• [Problem description]:
Every line of the data below should be printed exactly.

(Stored data entries)
+ + + + + + +
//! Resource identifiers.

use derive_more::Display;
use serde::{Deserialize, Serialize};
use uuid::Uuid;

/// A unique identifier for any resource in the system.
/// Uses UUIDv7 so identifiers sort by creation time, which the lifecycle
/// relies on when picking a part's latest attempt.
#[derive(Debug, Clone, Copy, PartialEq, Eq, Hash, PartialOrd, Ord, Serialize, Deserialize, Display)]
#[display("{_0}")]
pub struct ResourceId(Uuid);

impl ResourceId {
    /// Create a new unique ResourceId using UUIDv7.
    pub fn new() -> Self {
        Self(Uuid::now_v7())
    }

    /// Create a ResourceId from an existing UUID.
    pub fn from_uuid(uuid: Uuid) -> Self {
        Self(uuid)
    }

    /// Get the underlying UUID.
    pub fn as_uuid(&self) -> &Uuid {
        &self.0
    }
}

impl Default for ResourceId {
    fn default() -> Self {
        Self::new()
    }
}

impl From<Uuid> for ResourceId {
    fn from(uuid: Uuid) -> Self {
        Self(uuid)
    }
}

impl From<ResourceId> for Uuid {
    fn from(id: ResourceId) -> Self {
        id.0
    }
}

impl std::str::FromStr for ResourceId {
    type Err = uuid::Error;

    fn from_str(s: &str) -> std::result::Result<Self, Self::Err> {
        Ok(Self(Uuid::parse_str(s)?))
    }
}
+ + + + + + +
• [Expected answer]:
//! Resource identifiers.

use derive_more::Display;
use serde::{Deserialize, Serialize};
use uuid::Uuid;

/// A unique identifier for any resource in the system.
/// Uses UUIDv7 so identifiers sort by creation time, which the lifecycle
/// relies on when picking a part's latest attempt.
#[derive(Debug, Clone, Copy, PartialEq, Eq, Hash, PartialOrd, Ord, Serialize, Deserialize, Display)]
#[display("{_0}")]
pub struct ResourceId(Uuid);

impl ResourceId {
    /// Create a new unique ResourceId using UUIDv7.
    pub fn new() -> Self {
        Self(Uuid::now_v7())
    }

    /// Create a ResourceId from an existing UUID.
    pub fn from_uuid(uuid: Uuid) -> Self {
        Self(uuid)
    }

    /// Get the underlying UUID.
    pub fn as_uuid(&self) -> &Uuid {
        &self.0
    }
}

impl Default for ResourceId {
    fn default() -> Self {
        Self::new()
    }
}

impl From<Uuid> for ResourceId {
    fn from(uuid: Uuid) -> Self {
        Self(uuid)
    }
}

impl From<ResourceId> for Uuid {
    fn from(id: ResourceId) -> Self {
        id.0
    }
}

impl std::str::FromStr for ResourceId {
    type Err = uuid::Error;

    fn from_str(s: &str) -> std::result::Result<Self, Self::Err> {
        Ok(Self(Uuid::parse_str(s)?))
    }
}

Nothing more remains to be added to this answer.